Daily Dose of Jazz…
George Warren Barnes was born on July 17, 1921 in South Chicago Heights, Illinois. His father being a guitarist taught him to play the acoustic guitar at the age of nine. A year later, in 1931, Barnes’s brother made a pickup and amplifier for him. Barnes said he was the first person to play electric guitar.
From 1935~1937 he led a band that performed in the Midwest, 1938 he recorded the songs Sweetheart Land and It’s a Lowdown Dirty Shame with blues guitarist Big Bill Broonzy.
In doing so, it has been claimed that he became the first person to make a record on electric guitar, fifteen days before Eddie Durham recorded on electric guitar with the Kansas City Five, though the claim has been contested. In 1938, when he was seventeen, Barnes was hired as a staff guitarist for the NBC Orchestra, staff guitarist and arranger for Decca and recorded with Blind John Davis, Jazz Gillum, Merline Johnson, Curtis Jones, and Washboard Sam.
In 1940, Barnes released his first solo recording, I’m Forever Blowing Bubbles and I Can’t Believe That You’re in Love with Me on Okeh Records.
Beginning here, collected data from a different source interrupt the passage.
//! Heat-to-color mapping.
//!
//! A node's metric is normalized against a range, turned into an HSL lightness on a
//! fixed hue, and paired with black or white text depending on how dark the fill is.

use serde::{Deserialize, Serialize};

use crate::model::{HeatRange, Tree, TreeNode};

pub const DEFAULT_HUE: f64 = 240.0;
pub const DEFAULT_SATURATION: f64 = 100.0;
/// Lightness (percent) of the coldest fill.
pub const DEFAULT_MAX_LIGHTNESS: f64 = 95.0;
/// Fills lighter than this get black text, darker ones white.
pub const DEFAULT_CONTRAST_THRESHOLD: f64 = 50.0;
pub const DEFAULT_TOOLBAR_LIGHTNESS: f64 = 92.0;

/// Which metric drives a node's fill.
#[derive(Debug, Clone, Copy, PartialEq, Eq, Default, Serialize, Deserialize)]
#[serde(rename_all = "kebab-case")]
pub enum ColorMode {
    /// The node's own heat against the dataset-wide heat range.
    #[default]
    Heat,
    /// The node's weight relative to the dataset root's weight.
    RelativeSize,
}

#[derive(Debug, Clone, Copy, PartialEq, Serialize, Deserialize)]
#[serde(default)]
pub struct Palette {
    pub hue: f64,
    pub saturation: f64,
    pub max_lightness: f64,
    pub contrast_threshold: f64,
    pub toolbar_lightness: f64,
}

impl Default for Palette {
    fn default() -> Self {
        Self {
            hue: DEFAULT_HUE,
            saturation: DEFAULT_SATURATION,
            max_lightness: DEFAULT_MAX_LIGHTNESS,
            contrast_threshold: DEFAULT_CONTRAST_THRESHOLD,
            toolbar_lightness: DEFAULT_TOOLBAR_LIGHTNESS,
        }
    }
}

impl Palette {
    fn hsl(&self, lightness: f64) -> Hsl {
        Hsl {
            h: self.hue,
            s: self.saturation,
            l: lightness,
        }
    }

    /// Fill used when there is nothing to compare against.
    pub fn neutral(&self) -> Shade {
        self.shade(self.max_lightness)
    }

    pub fn toolbar(&self) -> Shade {
        self.shade(self.toolbar_lightness)
    }

    fn shade(&self, lightness: f64) -> Shade {
        let foreground = if lightness > self.contrast_threshold {
            Rgb::BLACK
        } else {
            Rgb::WHITE
        };
        Shade {
            fill: self.hsl(lightness),
            foreground,
        }
    }
}

/// Hue in degrees, saturation and lightness in percent.
#[derive(Debug, Clone, Copy, PartialEq, Serialize, Deserialize)]
pub struct Hsl {
    pub h: f64,
    pub s: f64,
    pub l: f64,
}

impl Hsl {
    pub fn to_rgb(self) -> Rgb {
        let s = (self.s / 100.0).clamp(0.0, 1.0);
        let l = (self.l / 100.0).clamp(0.0, 1.0);
        let c = (1.0 - (2.0 * l - 1.0).abs()) * s;
        let h = self.h.rem_euclid(360.0) / 60.0;
        let x = c * (1.0 - (h % 2.0 - 1.0).abs());
        let (r, g, b) = match h as u32 {
            0 => (c, x, 0.0),
            1 => (x, c, 0.0),
            2 => (0.0, c, x),
            3 => (0.0, x, c),
            4 => (x, 0.0, c),
            _ => (c, 0.0, x),
        };
        let m = l - c / 2.0;
        let channel = |v: f64| ((v + m) * 255.0).round().clamp(0.0, 255.0) as u8;
        Rgb(channel(r), channel(g), channel(b))
    }

    pub fn css(&self) -> String {
        format!("hsl({}, {}%, {}%)", self.h, self.s, self.l)
    }
}

#[derive(Debug, Clone, Copy, PartialEq, Eq, Serialize, Deserialize)]
pub struct Rgb(pub u8, pub u8, pub u8);

impl Rgb {
    pub const BLACK: Rgb = Rgb(0, 0, 0);
    pub const WHITE: Rgb = Rgb(255, 255, 255);

    pub fn css(&self) -> String {
        format!("rgb({},{},{})", self.0, self.1, self.2)
    }
}

/// Fill plus a foreground that stays readable on it.
#[derive(Debug, Clone, Copy, PartialEq, Serialize, Deserialize)]
pub struct Shade {
    pub fill: Hsl,
    pub foreground: Rgb,
}

/// Position of `metric` inside `range`, in `[0, 1]`. A range without spread maps
/// everything to 0.
pub fn normalized(metric: f64, range: HeatRange) -> f64 {
    if range.is_degenerate() {
        return 0.0;
    }
    ((metric - range.min) / range.spread()).clamp(0.0, 1.0)
}

pub fn color_for(metric: f64, range: HeatRange, palette: &Palette) -> Shade {
    let t = normalized(metric, range);
    palette.shade((1.0 - t) * palette.max_lightness)
}

/// Color a node according to `mode`. Nodes without heat get the neutral fill.
pub fn shade_node(tree: &Tree, node: &TreeNode, mode: ColorMode, palette: &Palette) -> Shade {
    match mode {
        ColorMode::Heat => match node.heat {
            Some(heat) => color_for(heat, tree.heat, palette),
            None => palette.neutral(),
        },
        ColorMode::RelativeSize => {
            let root_weight = tree.root_node().map(|r| r.weight).unwrap_or(0.0);
            color_for(node.weight, HeatRange::new(0.0, root_weight), palette)
        }
    }
}

#[cfg(test)]
mod tests {
    use super::*;
    use crate::builder::build;
    use crate::model::NodeId;

    #[test]
    fn hotter_is_darker() {
        let palette = Palette::default();
        let range = HeatRange::new(0.0, 100.0);
        let cold = color_for(0.0, range, &palette);
        let mid = color_for(50.0, range, &palette);
        let hot = color_for(100.0, range, &palette);
        assert!(cold.fill.l > mid.fill.l);
        assert!(mid.fill.l > hot.fill.l);
        assert_eq!(cold.fill.l, 95.0);
        assert_eq!(mid.fill.l, 47.5);
        assert_eq!(hot.fill.l, 0.0);
        assert_eq!(cold.foreground, Rgb::BLACK);
        assert_eq!(mid.foreground, Rgb::WHITE);
    }

    #[test]
    fn zero_spread_is_safe() {
        let palette = Palette::default();
        for v in [5.0, -3.0, 1e9] {
            let shade = color_for(v, HeatRange::new(5.0, 5.0), &palette);
            assert_eq!(shade.fill.l, palette.max_lightness);
            assert!(shade.fill.l.is_finite());
        }
        let shade = color_for(0.0, HeatRange::default(), &palette);
        assert_eq!(shade, palette.neutral());
    }

    #[test]
    fn hsl_conversion() {
        assert_eq!(Hsl { h: 240.0, s: 100.0, l: 50.0 }.to_rgb(), Rgb(0, 0, 255));
        assert_eq!(Hsl { h: 240.0, s: 100.0, l: 100.0 }.to_rgb(), Rgb::WHITE);
        assert_eq!(Hsl { h: 0.0, s: 100.0, l: 50.0 }.to_rgb(), Rgb(255, 0, 0));
        assert_eq!(Hsl { h: 240.0, s: 100.0, l: 0.0 }.to_rgb(), Rgb::BLACK);
        assert_eq!(Hsl { h: 240.0, s: 100.0, l: 47.5 }.css(), "hsl(240, 100%, 47.5%)");
    }

    #[test]
    fn both_modes_share_the_pipeline() {
        let tree = build(
            r#"{"name":"r","weight":10,"children":[{"name":"a","weight":5,"heat":8},{"name":"b","weight":5}]}"#,
        )
        .unwrap();
        let palette = Palette::default();
        let a = tree.get(NodeId(1)).unwrap();
        let b = tree.get(NodeId(2)).unwrap();

        assert_eq!(shade_node(&tree, a, ColorMode::Heat, &palette).fill.l, 0.0);
        assert_eq!(shade_node(&tree, b, ColorMode::Heat, &palette), palette.neutral());

        let rel = shade_node(&tree, a, ColorMode::RelativeSize, &palette);
        assert_eq!(rel.fill.l, 47.5);
    }
}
Drafted in 1942 and serving in the Pentagon, after his discharge in 1946, he formed the George Barnes Octet and was given a fifteen-minute radio program on the ABC network.
In 1951, he was signed to Decca by Milt Gabler and moved from Chicago to New York City. In 1953, he joined the television orchestra on the show Your Hit Parade that was conducted by Raymond Scott and featured Barnes as a featured soloist. Working as a studio musician in New York City, playing on hundreds of albums and jingles from the early 1950s through the late 1960s. He played guitar on Patsy Cline’s New York sessions in April 1957.
In the Sixties, he recorded three albums for Mercury: Movin’ Easy (1960) with his Jazz Renaissance Quintet, Guitar Galaxies (1960), and Guitars Galore (1961). The latter two contained his orchestrations for ten guitars, known as his guitar choir, which used guitars in place of a horn section. The two albums employed a recording technique known as Perfect Presence Sound.
Barnes received the most attention as a jazz guitarist when he recorded as a duo with Carl Kress from 1961–1965. In 1969 Barnes formed a duo with jazz guitarist Bucky Pizzarelli that lasted until 1972. In 1973, he and cornetist Ruby Braff formed the Ruby Braff–George Barnes Quartet and recorded several albums.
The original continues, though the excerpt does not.